Oireachtas Joint and Select Committees
Tuesday, 12 December 2017
Committee on Budgetary Oversight
Revaluation of Local Property Tax and Commercial Stamp Duty: Revenue Commissioners
4:00 pm
Mr. Keith Walsh:
The answer is "Yes". As I mentioned in my opening remarks, in the last few years we have published more and more information. Probably most significantly, we publish a ready reckoner and we update it in the run-up to the budget. That ready reckoner shows a series of tax policy options, including the impact of increasing or decreasing universal social charge, USC, rates, and the impact of changing value added tax, VAT, rates. It is pretty much those sorts of changes to rates, bands and thresholds for all of the major taxes. We publish that on our website and it is available to everyone, including the Department of Finance. Aside from that, we interact with the Department. Sometimes in the run-up to the budget Department officials will simply look at the ready reckoner and will use the figures there. Sometimes they will want clarifications or figures that are not exactly covered by the ready reckoner or they might want something to be refined or confirmed. It is a little difficult to give a general answer, but we certainly have ongoing interactions with the Department of Finance on budgetary matters. That starts well before the summer, before the tax strategy group papers, and continues all the way through the budget process into the Finance Bill.

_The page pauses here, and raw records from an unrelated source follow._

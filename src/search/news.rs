//! Date range handling for the news vertical

use chrono::{DateTime, Duration, Months, NaiveDate, NaiveTime, TimeZone, Utc};
use serde::{Deserialize, Serialize};

/// Publication window for news searches.
///
/// A `since` later than `until` is swapped rather than rejected.
#[derive(Debug, Clone, Copy, Default, PartialEq, Eq, Serialize, Deserialize)]
#[serde(from = "Bounds")]
pub struct DateRange {
    pub since: Option<DateTime<Utc>>,
    pub until: Option<DateTime<Utc>>,
}

/// Serialized form of a range, ordered on the way in
#[derive(Deserialize)]
struct Bounds {
    #[serde(default)]
    since: Option<DateTime<Utc>>,
    #[serde(default)]
    until: Option<DateTime<Utc>>,
}

impl From<Bounds> for DateRange {
    fn from(bounds: Bounds) -> Self {
        Self::new(bounds.since, bounds.until)
    }
}

/// Raw date parameters from a news search request
#[derive(Debug, Clone, Default, Deserialize)]
pub struct DateParams {
    /// Relative window: `h`, `d`, `w`, `m` or `y`
    pub tbs: Option<String>,
    pub since_date: Option<String>,
    pub until_date: Option<String>,
}

impl DateRange {
    pub fn new(since: Option<DateTime<Utc>>, until: Option<DateTime<Utc>>) -> Self {
        match (since, until) {
            (Some(s), Some(u)) if s > u => Self {
                since: Some(u),
                until: Some(s),
            },
            _ => Self { since, until },
        }
    }

    /// Resolve request parameters into a range, relative to `now`.
    ///
    /// Explicit dates win over `tbs`. Dates use the locale's format
    /// (`%d/%m/%Y` for Spanish, `%m/%d/%Y` otherwise).
    pub fn from_params(params: &DateParams, locale: &str, now: DateTime<Utc>) -> Option<Self> {
        let since_raw = non_blank(params.since_date.as_deref());
        let until_raw = non_blank(params.until_date.as_deref());

        if since_raw.is_none() && until_raw.is_none() {
            return Self::from_tbs(params.tbs.as_deref(), now);
        }

        let today = now.date_naive();
        let until = until_raw.map(|raw| parse_date(raw, locale).unwrap_or(today));
        let since = since_raw.map(|raw| {
            parse_date(raw, locale).unwrap_or_else(|| {
                let anchor = until.unwrap_or(today);
                anchor.checked_sub_months(Months::new(12)).unwrap_or(anchor)
            })
        });

        let (since, until) = match (since, until) {
            (Some(s), Some(u)) if s > u => (Some(u), Some(s)),
            other => other,
        };

        Some(Self {
            since: since.map(beginning_of_day),
            until: until.map(end_of_day),
        })
    }

    /// Relative windows: the last hour, or the start of the day one
    /// day/week/month/year ago
    pub fn from_tbs(tbs: Option<&str>, now: DateTime<Utc>) -> Option<Self> {
        let today = now.date_naive();
        let since = match tbs?.trim() {
            "h" => return Some(Self::new(Some(now - Duration::hours(1)), None)),
            "d" => today - Duration::days(1),
            "w" => today - Duration::weeks(1),
            "m" => today.checked_sub_months(Months::new(1))?,
            "y" => today.checked_sub_months(Months::new(12))?,
            _ => return None,
        };
        Some(Self::new(Some(beginning_of_day(since)), None))
    }

    /// Range fragment used in news cache keys
    pub fn key_fragment(&self) -> String {
        let fmt = |d: &DateTime<Utc>| d.format("%Y-%m-%d").to_string();
        match (&self.since, &self.until) {
            (Some(s), Some(u)) => format!("{}..{}", fmt(s), fmt(u)),
            (Some(s), None) => fmt(s),
            (None, Some(u)) => format!("..{}", fmt(u)),
            (None, None) => String::new(),
        }
    }
}

fn non_blank(value: Option<&str>) -> Option<&str> {
    value.map(str::trim).filter(|v| !v.is_empty())
}

fn parse_date(raw: &str, locale: &str) -> Option<NaiveDate> {
    let format = if locale.starts_with("es") {
        "%d/%m/%Y"
    } else {
        "%m/%d/%Y"
    };
    NaiveDate::parse_from_str(raw, format).ok()
}

fn beginning_of_day(date: NaiveDate) -> DateTime<Utc> {
    Utc.from_utc_datetime(&date.and_time(NaiveTime::default()))
}

fn end_of_day(date: NaiveDate) -> DateTime<Utc> {
    let last_second = NaiveTime::from_hms_opt(23, 59, 59).unwrap_or_default();
    Utc.from_utc_datetime(&date.and_time(last_second))
}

I will now address the commercial stamp duty or non-residential property stamp duty change in the budget. The increase provided for in the budget, from 2% to 6%, was shown in our ready reckoner. The figure projected there, a €376 million increase, was taken by the Department of Finance and accounted for in the budget.

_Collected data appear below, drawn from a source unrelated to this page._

//! JSON API routes

use async_trait::async_trait;
use axum::body::{to_bytes, Body};
use axum::http::{Request, StatusCode};
use searchgov_rs::analytics::{ImpressionLogger, MemoryImpressionSink};
use searchgov_rs::augment::StaticContentStore;
use searchgov_rs::cache::{CacheKey, NullCache};
use searchgov_rs::config::Settings;
use searchgov_rs::providers::{
    ProviderClient, ProviderError, ProviderKind, ProviderQuery, ProviderSet,
};
use searchgov_rs::results::{ProviderResponse, RawResult};
use searchgov_rs::search::{SearchServices, Vertical};
use searchgov_rs::tenant::{StaticTenantStore, TenantScope};
use searchgov_rs::web::{create_router, AppState, UNKNOWN_TENANT};
use serde_json::Value;
use std::sync::{Arc, Mutex};
use tower::ServiceExt;

/// Echoes the query back as a single result
#[derive(Default)]
struct Echo {
    seen: Mutex<Vec<ProviderQuery>>,
}

#[async_trait]
impl ProviderClient for Echo {
    fn name(&self) -> &str {
        "internal_index"
    }

    fn kind(&self) -> ProviderKind {
        ProviderKind::InternalIndex
    }

    fn supports(&self, _vertical: Vertical) -> bool {
        true
    }

    fn cache_key(&self, query: &ProviderQuery) -> CacheKey {
        CacheKey::internal(query.vertical, &query.query, &query.tenant_id, query.page, query.per_page)
    }

    async fn fetch(&self, query: &ProviderQuery) -> Result<String, ProviderError> {
        self.seen.lock().unwrap().push(query.clone());
        Ok(query.query.clone())
    }

    fn decode(&self, query: &ProviderQuery, body: &str) -> Result<ProviderResponse, ProviderError> {
        Ok(ProviderResponse {
            total: 1,
            offset: query.offset,
            results: vec![RawResult::new(body, "https://www.usa.gov/result")],
            ..Default::default()
        })
    }
}

fn app(echo: Arc<Echo>) -> axum::Router {
    let services = SearchServices::new(
        ProviderSet::new().with(echo),
        Arc::new(NullCache),
        Arc::new(StaticContentStore::default()),
        ImpressionLogger::new(Arc::new(MemoryImpressionSink::new())),
    );
    let tenant = TenantScope::new("usagov")
        .with_provider(searchgov_rs::tenant::WebProvider::InternalIndex)
        .with_internal_index(true);
    let state = AppState::from_parts(
        Settings::default(),
        services,
        Arc::new(StaticTenantStore::new([tenant])),
    );
    create_router(state)
}

async fn get(app: axum::Router, uri: &str) -> (StatusCode, Value) {
    let response = app
        .oneshot(Request::builder().uri(uri).body(Body::empty()).unwrap())
        .await
        .unwrap();
    let status = response.status();
    let bytes = to_bytes(response.into_body(), usize::MAX).await.unwrap();
    (status, serde_json::from_slice(&bytes).unwrap())
}

#[tokio::test]
async fn test_health() {
    let (status, body) = get(app(Arc::default()), "/health").await;
    assert_eq!(status, StatusCode::OK);
    assert_eq!(body["status"], "ok");
    assert_eq!(body["version"], searchgov_rs::VERSION);
}

#[tokio::test]
async fn test_web_search() {
    let echo = Arc::new(Echo::default());
    let (status, body) = get(
        app(echo.clone()),
        "/api/v2/search?affiliate=usagov&query=passport&page=2&per_page=5",
    )
    .await;

    assert_eq!(status, StatusCode::OK);
    assert_eq!(body["total"], 1);
    assert_eq!(body["startrecord"], 6);
    assert_eq!(body["results"][0]["title"], "passport");
    assert_eq!(body["results"][0]["unescapedUrl"], "https://www.usa.gov/result");

    let seen = echo.seen.lock().unwrap();
    assert_eq!(seen[0].vertical, Vertical::Web);
    assert_eq!(seen[0].offset, 5);
    assert_eq!(seen[0].per_page, 5);
}

#[tokio::test]
async fn test_image_and_news_routes() {
    let echo = Arc::new(Echo::default());
    let (status, _) = get(app(echo.clone()), "/api/v2/search/images?affiliate=usagov&query=eagle").await;
    assert_eq!(status, StatusCode::OK);

    let (status, _) = get(
        app(echo.clone()),
        "/api/v2/search/news?affiliate=usagov&query=parks&tbs=w&sort_by=r",
    )
    .await;
    assert_eq!(status, StatusCode::OK);

    let seen = echo.seen.lock().unwrap();
    assert_eq!(seen[0].vertical, Vertical::Image);
    assert_eq!(seen[1].vertical, Vertical::News);
    assert!(seen[1].sort_by_relevance);
    assert!(seen[1].date_range.and_then(|r| r.since).is_some());
}

#[tokio::test]
async fn test_unknown_tenant() {
    let (status, body) = get(app(Arc::default()), "/api/v2/search?affiliate=nope&query=taxes").await;
    assert_eq!(status, StatusCode::NOT_FOUND);
    assert_eq!(body["error"], UNKNOWN_TENANT);
}

#[tokio::test]
async fn test_invalid_query() {
    let echo = Arc::new(Echo::default());
    let (status, body) = get(app(echo.clone()), "/api/v2/search?affiliate=usagov&query=").await;

    assert_eq!(status, StatusCode::BAD_REQUEST);
    assert!(body["error"].as_str().is_some());
    assert!(echo.seen.lock().unwrap().is_empty());
}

I will explain where that figure comes from. When we are trying to project stamp duty, there are three phases to our work. First, we look back at the most recent year for which we have complete data, in this case it is 2016. We look at 2016 to try to get an idea of the general taxable base during that year. We try to factor out once-off revenues, because if they are once-off in nature they are not a good indicator for receipts in future years. In 2016 in particular, we factored out a number of very significant once-off payments that inflated the tax base. If we had not factored them out, we would have had a higher estimate for commercial stamp duty.

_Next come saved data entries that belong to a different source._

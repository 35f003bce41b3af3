//! Results module
//!
//! Provider payload types and their normalization into the uniform result
//! shape.

mod normalizer;
mod types;

pub use normalizer::*;
pub use types::*;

Looking at 2016 data is the first phase. Then we look at 2017 data. We try to see if the trends that we expected from 2016 have continued, and if there are changes we should be aware of. Lastly, we look at the growth prospects based on the Department of Finance forecasts for 2018. Based on that assessment of data from 2016, trends since then in 2017 and expectations for 2018, we formed a view that the taxable base for non-residential property for stamp duty purposes was around €9 billion in the last several years. The consistent or stable tax base is about that, and we think that will reoccur next year. That is essentially the basis for the costing of the increase from 2% to 6%.